== Segment start ==

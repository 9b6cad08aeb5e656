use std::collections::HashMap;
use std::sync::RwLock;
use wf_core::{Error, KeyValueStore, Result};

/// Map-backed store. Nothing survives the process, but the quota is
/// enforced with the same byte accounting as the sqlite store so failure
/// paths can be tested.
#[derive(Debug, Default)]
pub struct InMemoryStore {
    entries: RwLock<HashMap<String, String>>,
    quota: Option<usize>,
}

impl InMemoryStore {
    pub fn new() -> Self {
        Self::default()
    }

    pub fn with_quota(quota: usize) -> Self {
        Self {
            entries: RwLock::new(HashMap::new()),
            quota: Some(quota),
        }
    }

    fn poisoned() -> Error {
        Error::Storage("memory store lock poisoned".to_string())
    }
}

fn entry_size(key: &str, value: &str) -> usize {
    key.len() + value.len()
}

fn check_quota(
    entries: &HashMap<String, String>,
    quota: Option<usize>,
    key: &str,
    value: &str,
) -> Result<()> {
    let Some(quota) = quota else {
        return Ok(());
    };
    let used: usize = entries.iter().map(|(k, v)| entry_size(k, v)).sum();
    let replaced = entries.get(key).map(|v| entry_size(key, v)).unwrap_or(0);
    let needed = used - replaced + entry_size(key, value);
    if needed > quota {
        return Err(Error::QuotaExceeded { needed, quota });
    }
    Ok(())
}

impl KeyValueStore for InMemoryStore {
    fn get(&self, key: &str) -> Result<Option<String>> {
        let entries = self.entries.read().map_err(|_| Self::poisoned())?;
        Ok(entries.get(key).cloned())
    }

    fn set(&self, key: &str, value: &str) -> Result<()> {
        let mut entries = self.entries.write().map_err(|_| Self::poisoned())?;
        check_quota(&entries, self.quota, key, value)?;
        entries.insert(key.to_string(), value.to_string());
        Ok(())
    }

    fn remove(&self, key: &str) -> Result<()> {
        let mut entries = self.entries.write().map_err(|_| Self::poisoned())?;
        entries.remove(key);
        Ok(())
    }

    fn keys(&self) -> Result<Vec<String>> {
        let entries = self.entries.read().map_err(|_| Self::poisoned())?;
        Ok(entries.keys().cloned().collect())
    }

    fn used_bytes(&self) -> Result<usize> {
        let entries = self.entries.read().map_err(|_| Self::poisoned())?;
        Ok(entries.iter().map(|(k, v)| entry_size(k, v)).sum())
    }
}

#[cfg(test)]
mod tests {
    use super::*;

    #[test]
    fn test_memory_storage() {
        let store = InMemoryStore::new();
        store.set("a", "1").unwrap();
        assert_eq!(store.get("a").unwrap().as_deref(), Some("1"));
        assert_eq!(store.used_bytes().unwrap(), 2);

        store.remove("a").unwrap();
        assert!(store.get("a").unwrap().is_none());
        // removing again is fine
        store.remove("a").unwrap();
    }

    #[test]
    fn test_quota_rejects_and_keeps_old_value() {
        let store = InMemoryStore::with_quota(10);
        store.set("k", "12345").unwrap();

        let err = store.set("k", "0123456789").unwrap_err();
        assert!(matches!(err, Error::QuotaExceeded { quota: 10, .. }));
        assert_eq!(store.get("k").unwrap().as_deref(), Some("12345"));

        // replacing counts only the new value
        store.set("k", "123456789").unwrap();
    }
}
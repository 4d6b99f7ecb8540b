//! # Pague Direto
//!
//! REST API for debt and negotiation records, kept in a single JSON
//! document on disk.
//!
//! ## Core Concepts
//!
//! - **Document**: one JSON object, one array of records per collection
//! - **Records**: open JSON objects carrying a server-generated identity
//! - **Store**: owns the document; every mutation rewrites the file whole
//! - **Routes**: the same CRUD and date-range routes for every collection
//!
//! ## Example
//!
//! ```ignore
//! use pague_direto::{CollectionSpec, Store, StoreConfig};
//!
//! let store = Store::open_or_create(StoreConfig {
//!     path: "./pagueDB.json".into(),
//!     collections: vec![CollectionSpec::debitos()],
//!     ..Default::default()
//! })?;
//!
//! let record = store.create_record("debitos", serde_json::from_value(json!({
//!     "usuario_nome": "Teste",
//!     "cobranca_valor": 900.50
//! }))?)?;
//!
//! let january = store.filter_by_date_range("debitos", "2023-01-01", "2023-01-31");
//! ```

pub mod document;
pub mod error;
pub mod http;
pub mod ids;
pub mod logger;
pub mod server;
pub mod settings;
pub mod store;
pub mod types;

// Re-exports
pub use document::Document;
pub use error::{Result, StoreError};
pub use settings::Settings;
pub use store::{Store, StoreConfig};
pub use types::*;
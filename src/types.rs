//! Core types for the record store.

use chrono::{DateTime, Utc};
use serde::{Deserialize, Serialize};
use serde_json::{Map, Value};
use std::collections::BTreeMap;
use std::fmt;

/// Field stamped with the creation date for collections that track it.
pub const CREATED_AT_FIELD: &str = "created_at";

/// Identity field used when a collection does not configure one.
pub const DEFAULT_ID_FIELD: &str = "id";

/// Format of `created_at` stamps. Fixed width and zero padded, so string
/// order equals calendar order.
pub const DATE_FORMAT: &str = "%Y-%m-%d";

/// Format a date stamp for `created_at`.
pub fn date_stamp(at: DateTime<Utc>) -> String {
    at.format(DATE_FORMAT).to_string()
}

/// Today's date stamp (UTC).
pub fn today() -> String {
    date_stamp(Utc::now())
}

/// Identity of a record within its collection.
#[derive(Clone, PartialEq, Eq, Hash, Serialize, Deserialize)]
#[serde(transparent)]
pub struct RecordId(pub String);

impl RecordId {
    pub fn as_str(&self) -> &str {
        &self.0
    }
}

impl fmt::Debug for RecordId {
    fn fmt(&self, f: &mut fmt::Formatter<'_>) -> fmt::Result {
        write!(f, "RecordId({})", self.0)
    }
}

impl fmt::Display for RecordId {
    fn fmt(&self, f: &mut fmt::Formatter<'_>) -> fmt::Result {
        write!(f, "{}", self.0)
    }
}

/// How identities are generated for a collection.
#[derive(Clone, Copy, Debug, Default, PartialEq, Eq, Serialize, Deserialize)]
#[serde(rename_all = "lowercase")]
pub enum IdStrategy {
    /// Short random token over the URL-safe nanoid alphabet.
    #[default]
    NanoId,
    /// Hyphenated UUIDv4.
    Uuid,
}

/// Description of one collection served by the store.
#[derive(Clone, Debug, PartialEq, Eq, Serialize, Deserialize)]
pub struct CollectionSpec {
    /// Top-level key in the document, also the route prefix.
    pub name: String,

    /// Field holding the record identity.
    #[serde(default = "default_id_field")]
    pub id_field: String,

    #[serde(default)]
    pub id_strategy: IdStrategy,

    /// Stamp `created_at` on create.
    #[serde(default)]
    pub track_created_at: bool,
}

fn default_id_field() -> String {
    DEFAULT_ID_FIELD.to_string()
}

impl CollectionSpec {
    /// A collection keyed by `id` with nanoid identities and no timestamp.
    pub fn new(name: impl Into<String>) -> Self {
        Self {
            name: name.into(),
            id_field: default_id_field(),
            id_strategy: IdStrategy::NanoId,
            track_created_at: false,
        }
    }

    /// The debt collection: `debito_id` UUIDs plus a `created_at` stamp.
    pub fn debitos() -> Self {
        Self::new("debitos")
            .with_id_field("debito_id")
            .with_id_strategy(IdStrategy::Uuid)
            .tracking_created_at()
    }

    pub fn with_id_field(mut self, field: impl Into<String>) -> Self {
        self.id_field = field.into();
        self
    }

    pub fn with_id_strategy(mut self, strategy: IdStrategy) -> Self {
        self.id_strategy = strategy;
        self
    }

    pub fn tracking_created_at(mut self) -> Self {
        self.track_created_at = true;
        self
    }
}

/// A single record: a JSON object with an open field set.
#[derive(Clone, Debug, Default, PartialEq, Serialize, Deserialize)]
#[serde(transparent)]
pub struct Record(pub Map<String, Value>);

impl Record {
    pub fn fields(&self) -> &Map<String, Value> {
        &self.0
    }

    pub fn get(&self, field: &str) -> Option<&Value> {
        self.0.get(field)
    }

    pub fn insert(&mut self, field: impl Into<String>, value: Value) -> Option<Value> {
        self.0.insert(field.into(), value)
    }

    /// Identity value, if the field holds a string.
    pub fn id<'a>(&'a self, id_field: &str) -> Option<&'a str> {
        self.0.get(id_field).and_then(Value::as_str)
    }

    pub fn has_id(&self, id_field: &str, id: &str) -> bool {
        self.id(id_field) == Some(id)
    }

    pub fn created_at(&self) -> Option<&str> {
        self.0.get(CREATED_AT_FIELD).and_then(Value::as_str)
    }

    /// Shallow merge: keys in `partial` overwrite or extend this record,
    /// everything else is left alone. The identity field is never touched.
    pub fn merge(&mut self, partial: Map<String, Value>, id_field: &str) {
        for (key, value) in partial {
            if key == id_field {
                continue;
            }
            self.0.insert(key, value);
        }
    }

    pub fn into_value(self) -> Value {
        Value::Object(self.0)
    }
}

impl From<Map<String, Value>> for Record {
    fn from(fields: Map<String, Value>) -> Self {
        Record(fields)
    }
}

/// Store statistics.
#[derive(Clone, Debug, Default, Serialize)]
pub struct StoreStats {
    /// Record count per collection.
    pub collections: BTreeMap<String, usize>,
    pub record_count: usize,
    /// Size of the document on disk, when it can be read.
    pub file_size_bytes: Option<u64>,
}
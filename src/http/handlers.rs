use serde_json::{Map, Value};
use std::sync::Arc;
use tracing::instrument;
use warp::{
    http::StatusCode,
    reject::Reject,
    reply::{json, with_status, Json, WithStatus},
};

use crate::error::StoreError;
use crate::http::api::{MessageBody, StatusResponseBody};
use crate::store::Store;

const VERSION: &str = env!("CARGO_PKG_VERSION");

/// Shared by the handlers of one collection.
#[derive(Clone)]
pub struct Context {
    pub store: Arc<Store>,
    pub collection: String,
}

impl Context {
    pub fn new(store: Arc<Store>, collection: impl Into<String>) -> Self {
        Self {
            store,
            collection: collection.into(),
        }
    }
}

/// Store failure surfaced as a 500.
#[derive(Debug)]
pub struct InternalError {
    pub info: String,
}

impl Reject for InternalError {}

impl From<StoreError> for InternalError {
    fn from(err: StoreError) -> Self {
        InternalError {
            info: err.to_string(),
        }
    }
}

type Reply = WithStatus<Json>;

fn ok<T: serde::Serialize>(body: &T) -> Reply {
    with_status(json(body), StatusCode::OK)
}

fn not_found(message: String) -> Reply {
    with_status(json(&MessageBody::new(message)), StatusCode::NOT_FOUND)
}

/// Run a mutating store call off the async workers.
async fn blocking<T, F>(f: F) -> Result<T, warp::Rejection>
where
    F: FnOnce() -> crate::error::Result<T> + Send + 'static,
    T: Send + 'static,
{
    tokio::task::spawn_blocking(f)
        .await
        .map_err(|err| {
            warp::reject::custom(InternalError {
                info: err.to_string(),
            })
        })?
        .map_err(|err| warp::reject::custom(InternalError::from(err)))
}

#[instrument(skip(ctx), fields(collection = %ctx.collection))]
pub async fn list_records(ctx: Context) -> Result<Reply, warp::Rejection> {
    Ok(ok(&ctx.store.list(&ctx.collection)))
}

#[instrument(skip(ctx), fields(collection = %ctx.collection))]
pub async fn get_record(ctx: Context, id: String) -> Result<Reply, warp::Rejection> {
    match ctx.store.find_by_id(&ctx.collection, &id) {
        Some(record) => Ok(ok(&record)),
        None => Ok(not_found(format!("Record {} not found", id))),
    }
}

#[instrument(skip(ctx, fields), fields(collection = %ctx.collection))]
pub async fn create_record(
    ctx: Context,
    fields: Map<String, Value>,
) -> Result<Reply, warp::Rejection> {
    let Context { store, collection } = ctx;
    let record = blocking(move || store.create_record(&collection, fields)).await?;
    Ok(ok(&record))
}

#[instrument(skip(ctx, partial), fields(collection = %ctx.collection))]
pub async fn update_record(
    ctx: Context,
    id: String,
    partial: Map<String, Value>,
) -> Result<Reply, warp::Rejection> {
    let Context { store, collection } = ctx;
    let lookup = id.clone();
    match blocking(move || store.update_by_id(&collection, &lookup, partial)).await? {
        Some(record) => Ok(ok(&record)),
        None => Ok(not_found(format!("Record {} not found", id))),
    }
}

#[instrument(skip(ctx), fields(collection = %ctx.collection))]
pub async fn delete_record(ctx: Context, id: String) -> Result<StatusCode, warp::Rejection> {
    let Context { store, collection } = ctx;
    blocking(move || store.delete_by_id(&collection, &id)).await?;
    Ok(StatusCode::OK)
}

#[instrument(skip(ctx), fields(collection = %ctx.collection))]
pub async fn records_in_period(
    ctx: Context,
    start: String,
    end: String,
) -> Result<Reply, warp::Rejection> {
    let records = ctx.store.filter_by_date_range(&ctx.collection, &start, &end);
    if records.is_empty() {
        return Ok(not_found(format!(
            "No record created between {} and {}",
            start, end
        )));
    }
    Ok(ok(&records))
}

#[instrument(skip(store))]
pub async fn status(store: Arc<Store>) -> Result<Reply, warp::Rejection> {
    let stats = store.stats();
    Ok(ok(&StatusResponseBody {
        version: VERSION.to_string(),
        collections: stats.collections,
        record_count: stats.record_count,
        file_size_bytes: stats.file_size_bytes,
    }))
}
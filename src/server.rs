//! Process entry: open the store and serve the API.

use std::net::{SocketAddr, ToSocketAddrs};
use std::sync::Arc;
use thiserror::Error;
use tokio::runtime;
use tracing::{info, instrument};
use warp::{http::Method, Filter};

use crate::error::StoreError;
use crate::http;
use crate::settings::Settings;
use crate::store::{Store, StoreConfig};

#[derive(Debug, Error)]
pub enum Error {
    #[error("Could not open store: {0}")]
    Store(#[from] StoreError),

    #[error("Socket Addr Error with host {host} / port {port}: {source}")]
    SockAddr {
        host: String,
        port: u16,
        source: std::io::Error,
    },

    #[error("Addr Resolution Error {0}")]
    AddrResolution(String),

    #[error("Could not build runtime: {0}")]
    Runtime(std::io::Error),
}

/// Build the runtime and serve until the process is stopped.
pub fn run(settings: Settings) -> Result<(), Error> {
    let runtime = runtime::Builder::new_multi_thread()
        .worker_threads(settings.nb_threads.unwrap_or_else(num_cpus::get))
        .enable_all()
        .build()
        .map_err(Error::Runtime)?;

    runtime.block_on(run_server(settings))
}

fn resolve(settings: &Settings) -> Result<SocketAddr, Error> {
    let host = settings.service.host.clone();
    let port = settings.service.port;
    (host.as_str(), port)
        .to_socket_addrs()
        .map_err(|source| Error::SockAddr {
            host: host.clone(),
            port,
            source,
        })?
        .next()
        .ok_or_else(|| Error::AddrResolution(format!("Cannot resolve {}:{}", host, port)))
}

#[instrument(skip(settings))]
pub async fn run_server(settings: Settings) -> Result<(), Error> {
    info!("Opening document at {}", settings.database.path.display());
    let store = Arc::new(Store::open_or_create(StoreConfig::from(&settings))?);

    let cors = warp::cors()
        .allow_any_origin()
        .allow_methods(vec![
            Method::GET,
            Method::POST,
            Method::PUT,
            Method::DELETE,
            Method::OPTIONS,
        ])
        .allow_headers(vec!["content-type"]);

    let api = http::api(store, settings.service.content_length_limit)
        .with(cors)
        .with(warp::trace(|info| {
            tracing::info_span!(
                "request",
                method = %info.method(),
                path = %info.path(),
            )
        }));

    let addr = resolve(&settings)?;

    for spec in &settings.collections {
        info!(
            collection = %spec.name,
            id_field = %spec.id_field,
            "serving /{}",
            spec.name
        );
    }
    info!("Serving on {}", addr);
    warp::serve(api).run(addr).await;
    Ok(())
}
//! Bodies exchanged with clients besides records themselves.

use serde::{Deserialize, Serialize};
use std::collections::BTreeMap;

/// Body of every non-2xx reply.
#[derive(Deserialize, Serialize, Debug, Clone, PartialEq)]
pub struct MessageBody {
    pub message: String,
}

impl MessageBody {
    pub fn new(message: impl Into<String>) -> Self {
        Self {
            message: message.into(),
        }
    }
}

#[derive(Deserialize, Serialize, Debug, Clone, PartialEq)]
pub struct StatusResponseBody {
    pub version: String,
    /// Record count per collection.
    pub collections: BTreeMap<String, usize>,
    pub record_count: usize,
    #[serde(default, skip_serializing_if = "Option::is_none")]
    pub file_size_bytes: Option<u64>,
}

== Segment end ==

:: EXERCISE DETAILS ::
Go through the records and report each line that contains "SocketAddr".

:: TASK OUTPUT ::
use std::net::{SocketAddr, ToSocketAddrs};
fn resolve(settings: &Settings) -> Result<SocketAddr, Error> {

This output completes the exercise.